*** Opening of Data to use ***
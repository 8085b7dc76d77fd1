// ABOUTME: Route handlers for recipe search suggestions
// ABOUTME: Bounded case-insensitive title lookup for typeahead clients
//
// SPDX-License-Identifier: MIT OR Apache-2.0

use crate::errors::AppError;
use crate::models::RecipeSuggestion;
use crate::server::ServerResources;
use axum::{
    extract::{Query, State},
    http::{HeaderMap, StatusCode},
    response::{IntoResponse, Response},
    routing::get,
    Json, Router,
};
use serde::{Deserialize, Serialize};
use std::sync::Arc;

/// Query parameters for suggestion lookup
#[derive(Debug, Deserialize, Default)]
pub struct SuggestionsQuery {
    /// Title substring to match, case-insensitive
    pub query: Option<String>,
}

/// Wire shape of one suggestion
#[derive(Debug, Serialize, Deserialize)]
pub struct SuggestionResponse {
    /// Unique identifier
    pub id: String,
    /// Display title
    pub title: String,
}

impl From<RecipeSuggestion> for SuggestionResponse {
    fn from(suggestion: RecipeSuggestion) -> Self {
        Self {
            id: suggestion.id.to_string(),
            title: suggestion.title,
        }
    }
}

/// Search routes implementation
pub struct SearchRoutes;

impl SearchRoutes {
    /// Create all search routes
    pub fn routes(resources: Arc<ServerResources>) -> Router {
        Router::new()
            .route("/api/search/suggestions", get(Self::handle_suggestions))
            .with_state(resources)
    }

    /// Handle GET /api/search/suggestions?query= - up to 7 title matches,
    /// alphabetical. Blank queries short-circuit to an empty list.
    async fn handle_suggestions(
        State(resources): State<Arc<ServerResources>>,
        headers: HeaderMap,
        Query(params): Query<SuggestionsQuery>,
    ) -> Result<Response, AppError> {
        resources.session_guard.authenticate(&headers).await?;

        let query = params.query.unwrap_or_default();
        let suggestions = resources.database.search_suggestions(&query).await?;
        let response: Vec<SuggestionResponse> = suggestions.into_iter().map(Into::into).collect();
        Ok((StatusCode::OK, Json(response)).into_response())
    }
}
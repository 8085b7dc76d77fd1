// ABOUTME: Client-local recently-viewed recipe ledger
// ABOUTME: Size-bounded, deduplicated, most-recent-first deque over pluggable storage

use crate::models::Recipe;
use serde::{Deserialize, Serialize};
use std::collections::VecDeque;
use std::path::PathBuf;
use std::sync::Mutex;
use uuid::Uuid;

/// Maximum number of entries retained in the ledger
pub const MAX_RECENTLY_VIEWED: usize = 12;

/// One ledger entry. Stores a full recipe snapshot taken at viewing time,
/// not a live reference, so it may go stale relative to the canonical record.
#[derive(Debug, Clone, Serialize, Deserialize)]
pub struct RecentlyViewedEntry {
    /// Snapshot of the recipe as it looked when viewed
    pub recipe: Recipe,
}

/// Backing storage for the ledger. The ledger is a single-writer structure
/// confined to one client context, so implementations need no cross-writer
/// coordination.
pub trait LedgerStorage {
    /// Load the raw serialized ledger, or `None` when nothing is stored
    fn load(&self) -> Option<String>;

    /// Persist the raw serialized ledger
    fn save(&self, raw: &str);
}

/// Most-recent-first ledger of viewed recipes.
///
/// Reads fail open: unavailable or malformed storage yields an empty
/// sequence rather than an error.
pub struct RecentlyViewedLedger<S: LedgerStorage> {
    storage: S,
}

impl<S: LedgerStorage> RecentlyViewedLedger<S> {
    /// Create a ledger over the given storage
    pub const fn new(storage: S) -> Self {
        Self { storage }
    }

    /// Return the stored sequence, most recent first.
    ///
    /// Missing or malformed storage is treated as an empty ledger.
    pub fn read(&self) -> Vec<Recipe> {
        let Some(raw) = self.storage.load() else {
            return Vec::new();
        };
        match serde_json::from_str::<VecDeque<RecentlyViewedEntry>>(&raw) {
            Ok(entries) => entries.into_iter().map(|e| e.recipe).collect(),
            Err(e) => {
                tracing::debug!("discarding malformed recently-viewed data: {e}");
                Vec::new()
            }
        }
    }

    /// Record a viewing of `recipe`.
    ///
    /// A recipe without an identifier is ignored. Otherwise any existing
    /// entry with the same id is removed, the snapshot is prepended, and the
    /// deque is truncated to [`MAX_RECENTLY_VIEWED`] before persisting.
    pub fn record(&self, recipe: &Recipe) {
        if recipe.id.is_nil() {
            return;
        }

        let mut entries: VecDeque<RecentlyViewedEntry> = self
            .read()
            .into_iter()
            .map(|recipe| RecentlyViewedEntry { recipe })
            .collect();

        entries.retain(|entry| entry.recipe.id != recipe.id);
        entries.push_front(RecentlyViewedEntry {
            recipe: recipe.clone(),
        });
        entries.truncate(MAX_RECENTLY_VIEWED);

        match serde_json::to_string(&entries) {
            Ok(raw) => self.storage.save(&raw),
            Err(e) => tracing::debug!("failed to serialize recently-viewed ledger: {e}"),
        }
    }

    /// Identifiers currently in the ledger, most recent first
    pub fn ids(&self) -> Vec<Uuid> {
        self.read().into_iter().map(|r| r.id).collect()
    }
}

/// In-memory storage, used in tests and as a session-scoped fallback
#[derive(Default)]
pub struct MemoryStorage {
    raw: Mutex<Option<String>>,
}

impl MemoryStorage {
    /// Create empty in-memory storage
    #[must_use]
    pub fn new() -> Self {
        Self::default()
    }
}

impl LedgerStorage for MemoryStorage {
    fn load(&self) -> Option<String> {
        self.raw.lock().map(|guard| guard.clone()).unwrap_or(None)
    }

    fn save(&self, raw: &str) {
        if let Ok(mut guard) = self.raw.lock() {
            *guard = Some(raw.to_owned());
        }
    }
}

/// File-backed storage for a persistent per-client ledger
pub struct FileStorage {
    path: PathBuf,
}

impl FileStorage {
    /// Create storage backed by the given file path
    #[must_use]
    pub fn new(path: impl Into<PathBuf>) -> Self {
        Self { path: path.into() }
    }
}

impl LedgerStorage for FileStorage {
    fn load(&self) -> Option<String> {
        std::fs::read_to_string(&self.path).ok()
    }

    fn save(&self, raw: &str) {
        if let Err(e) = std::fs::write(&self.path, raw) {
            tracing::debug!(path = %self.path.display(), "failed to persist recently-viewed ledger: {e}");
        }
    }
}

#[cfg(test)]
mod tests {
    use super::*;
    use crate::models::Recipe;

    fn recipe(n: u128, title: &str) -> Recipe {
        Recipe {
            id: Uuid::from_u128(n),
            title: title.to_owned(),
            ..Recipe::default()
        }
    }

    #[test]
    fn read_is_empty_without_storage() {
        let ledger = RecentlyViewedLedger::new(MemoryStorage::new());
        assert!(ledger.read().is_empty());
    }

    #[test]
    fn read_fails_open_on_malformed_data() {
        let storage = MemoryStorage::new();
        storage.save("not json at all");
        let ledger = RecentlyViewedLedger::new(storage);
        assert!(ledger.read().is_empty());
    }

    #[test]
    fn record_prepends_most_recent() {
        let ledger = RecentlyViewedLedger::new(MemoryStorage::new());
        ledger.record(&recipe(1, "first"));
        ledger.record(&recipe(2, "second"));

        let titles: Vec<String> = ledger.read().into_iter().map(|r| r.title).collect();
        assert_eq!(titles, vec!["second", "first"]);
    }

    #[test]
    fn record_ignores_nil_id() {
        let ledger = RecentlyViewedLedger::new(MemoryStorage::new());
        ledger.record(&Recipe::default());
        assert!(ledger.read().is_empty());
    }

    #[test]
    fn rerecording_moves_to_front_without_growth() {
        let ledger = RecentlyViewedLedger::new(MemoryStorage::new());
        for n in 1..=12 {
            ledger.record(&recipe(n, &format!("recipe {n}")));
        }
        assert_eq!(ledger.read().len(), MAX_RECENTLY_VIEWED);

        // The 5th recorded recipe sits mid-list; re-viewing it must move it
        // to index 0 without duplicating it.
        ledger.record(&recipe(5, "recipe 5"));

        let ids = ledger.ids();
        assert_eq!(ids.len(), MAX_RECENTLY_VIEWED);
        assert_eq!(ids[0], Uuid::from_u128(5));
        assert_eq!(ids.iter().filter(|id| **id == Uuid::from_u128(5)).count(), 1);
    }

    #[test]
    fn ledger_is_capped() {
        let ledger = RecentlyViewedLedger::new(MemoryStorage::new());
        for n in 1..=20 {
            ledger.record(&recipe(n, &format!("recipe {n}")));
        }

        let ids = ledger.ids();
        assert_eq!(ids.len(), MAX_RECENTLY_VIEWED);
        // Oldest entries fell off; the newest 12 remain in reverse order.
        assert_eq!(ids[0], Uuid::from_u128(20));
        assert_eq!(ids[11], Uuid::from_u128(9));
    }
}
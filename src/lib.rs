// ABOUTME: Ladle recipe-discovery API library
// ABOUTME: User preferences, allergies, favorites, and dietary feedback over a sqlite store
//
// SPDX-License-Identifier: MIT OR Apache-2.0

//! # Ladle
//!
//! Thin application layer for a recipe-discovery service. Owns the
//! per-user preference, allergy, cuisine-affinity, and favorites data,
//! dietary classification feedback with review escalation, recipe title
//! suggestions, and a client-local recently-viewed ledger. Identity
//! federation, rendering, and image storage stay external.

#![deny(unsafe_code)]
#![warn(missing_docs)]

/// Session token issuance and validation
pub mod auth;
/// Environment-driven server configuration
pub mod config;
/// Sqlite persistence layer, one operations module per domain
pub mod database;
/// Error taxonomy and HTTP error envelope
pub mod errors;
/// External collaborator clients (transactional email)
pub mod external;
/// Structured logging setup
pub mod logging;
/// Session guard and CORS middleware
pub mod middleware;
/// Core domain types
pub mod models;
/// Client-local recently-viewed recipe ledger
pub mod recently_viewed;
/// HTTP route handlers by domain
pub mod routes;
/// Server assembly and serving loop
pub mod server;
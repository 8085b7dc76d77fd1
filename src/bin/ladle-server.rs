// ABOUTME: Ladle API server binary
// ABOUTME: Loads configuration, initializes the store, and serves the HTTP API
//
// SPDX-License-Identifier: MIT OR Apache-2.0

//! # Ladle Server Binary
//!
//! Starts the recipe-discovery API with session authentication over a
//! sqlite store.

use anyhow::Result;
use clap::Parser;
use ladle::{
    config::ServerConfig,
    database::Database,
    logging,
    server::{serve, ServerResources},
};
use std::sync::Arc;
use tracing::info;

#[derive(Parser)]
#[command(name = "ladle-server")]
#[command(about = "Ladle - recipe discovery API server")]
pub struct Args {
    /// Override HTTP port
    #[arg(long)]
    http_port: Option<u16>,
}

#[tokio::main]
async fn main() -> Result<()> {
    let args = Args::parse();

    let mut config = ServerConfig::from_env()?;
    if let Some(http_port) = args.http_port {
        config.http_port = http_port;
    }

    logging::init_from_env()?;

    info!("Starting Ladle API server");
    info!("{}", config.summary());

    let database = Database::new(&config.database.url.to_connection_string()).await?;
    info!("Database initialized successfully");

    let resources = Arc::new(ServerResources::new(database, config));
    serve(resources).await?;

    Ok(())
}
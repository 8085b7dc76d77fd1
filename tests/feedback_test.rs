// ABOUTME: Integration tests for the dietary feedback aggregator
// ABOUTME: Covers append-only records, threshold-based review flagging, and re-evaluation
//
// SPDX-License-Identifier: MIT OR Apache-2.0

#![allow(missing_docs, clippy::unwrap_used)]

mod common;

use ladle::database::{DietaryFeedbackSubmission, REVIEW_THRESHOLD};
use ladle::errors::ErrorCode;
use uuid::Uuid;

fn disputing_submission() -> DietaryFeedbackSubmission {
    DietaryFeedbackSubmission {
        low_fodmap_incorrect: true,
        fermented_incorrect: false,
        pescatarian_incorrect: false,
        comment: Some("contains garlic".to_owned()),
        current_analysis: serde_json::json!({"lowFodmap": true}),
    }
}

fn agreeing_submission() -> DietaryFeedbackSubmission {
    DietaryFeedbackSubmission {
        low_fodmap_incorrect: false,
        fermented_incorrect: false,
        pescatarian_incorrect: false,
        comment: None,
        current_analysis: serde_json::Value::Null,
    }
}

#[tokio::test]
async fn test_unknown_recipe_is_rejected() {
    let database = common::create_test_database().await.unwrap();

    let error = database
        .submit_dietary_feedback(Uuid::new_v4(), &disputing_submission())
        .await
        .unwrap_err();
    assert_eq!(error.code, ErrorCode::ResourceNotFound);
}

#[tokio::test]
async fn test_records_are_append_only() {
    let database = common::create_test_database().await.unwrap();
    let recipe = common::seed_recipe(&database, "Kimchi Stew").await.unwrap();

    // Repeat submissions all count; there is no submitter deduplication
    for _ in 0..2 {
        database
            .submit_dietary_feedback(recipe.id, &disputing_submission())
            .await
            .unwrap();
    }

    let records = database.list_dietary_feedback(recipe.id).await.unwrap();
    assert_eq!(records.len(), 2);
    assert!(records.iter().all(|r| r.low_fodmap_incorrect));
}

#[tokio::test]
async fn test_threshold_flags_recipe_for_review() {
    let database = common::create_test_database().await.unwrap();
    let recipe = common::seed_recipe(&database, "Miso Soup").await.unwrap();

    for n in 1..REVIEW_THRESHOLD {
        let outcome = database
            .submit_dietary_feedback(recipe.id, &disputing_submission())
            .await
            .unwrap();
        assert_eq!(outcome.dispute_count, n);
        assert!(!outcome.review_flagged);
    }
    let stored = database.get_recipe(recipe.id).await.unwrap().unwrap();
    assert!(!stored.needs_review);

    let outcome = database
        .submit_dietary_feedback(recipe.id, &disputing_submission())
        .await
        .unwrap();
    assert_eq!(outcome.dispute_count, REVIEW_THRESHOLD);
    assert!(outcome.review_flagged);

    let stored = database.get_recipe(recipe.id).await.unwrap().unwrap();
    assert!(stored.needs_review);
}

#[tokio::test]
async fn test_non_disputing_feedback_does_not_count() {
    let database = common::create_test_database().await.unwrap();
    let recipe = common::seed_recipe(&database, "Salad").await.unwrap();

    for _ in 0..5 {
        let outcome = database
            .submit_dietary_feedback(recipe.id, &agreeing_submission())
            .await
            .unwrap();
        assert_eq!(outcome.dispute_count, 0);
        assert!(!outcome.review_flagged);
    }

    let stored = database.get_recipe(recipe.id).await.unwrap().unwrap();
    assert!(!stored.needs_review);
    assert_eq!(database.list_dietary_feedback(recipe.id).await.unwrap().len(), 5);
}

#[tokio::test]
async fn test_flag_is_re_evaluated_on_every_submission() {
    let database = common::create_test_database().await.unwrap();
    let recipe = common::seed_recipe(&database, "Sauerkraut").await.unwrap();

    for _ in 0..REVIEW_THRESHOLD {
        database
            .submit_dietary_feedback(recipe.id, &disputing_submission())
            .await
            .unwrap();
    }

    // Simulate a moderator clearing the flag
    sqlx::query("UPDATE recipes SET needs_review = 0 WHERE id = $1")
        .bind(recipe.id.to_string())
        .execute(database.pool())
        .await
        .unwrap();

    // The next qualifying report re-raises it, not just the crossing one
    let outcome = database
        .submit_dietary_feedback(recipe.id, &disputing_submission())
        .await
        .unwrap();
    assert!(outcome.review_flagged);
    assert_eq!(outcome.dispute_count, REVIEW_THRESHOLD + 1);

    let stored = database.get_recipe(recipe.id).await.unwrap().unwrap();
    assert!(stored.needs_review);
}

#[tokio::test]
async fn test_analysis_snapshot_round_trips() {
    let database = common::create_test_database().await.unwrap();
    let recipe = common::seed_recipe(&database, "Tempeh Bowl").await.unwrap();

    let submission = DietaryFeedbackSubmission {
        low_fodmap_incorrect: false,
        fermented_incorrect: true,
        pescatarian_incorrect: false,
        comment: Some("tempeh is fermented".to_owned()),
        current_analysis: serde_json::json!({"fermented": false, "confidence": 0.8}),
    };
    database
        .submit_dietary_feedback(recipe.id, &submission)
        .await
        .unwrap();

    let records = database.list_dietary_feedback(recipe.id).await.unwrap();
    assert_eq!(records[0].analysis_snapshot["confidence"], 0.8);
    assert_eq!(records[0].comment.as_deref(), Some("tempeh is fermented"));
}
*** Close of Data to use ***
- [What to work on] Within the data above, the span starting at the line containing "fn from(suggestion: RecipeSuggestion)" and ending at the line containing "pub struct RecentlyViewedEntry" is to be retyped exactly, with no other lines.

- [Answer to the problem]
    fn from(suggestion: RecipeSuggestion) -> Self {
        Self {
            id: suggestion.id.to_string(),
            title: suggestion.title,
        }
    }
}

/// Search routes implementation
pub struct SearchRoutes;

impl SearchRoutes {
    /// Create all search routes
    pub fn routes(resources: Arc<ServerResources>) -> Router {
        Router::new()
            .route("/api/search/suggestions", get(Self::handle_suggestions))
            .with_state(resources)
    }

    /// Handle GET /api/search/suggestions?query= - up to 7 title matches,
    /// alphabetical. Blank queries short-circuit to an empty list.
    async fn handle_suggestions(
        State(resources): State<Arc<ServerResources>>,
        headers: HeaderMap,
        Query(params): Query<SuggestionsQuery>,
    ) -> Result<Response, AppError> {
        resources.session_guard.authenticate(&headers).await?;

        let query = params.query.unwrap_or_default();
        let suggestions = resources.database.search_suggestions(&query).await?;
        let response: Vec<SuggestionResponse> = suggestions.into_iter().map(Into::into).collect();
        Ok((StatusCode::OK, Json(response)).into_response())
    }
}
repository 8085b7dc76d77fd1
// ABOUTME: Client-local recently-viewed recipe ledger
// ABOUTME: Size-bounded, deduplicated, most-recent-first deque over pluggable storage

use crate::models::Recipe;
use serde::{Deserialize, Serialize};
use std::collections::VecDeque;
use std::path::PathBuf;
use std::sync::Mutex;
use uuid::Uuid;

/// Maximum number of entries retained in the ledger
pub const MAX_RECENTLY_VIEWED: usize = 12;

/// One ledger entry. Stores a full recipe snapshot taken at viewing time,
/// not a live reference, so it may go stale relative to the canonical record.
#[derive(Debug, Clone, Serialize, Deserialize)]
pub struct RecentlyViewedEntry {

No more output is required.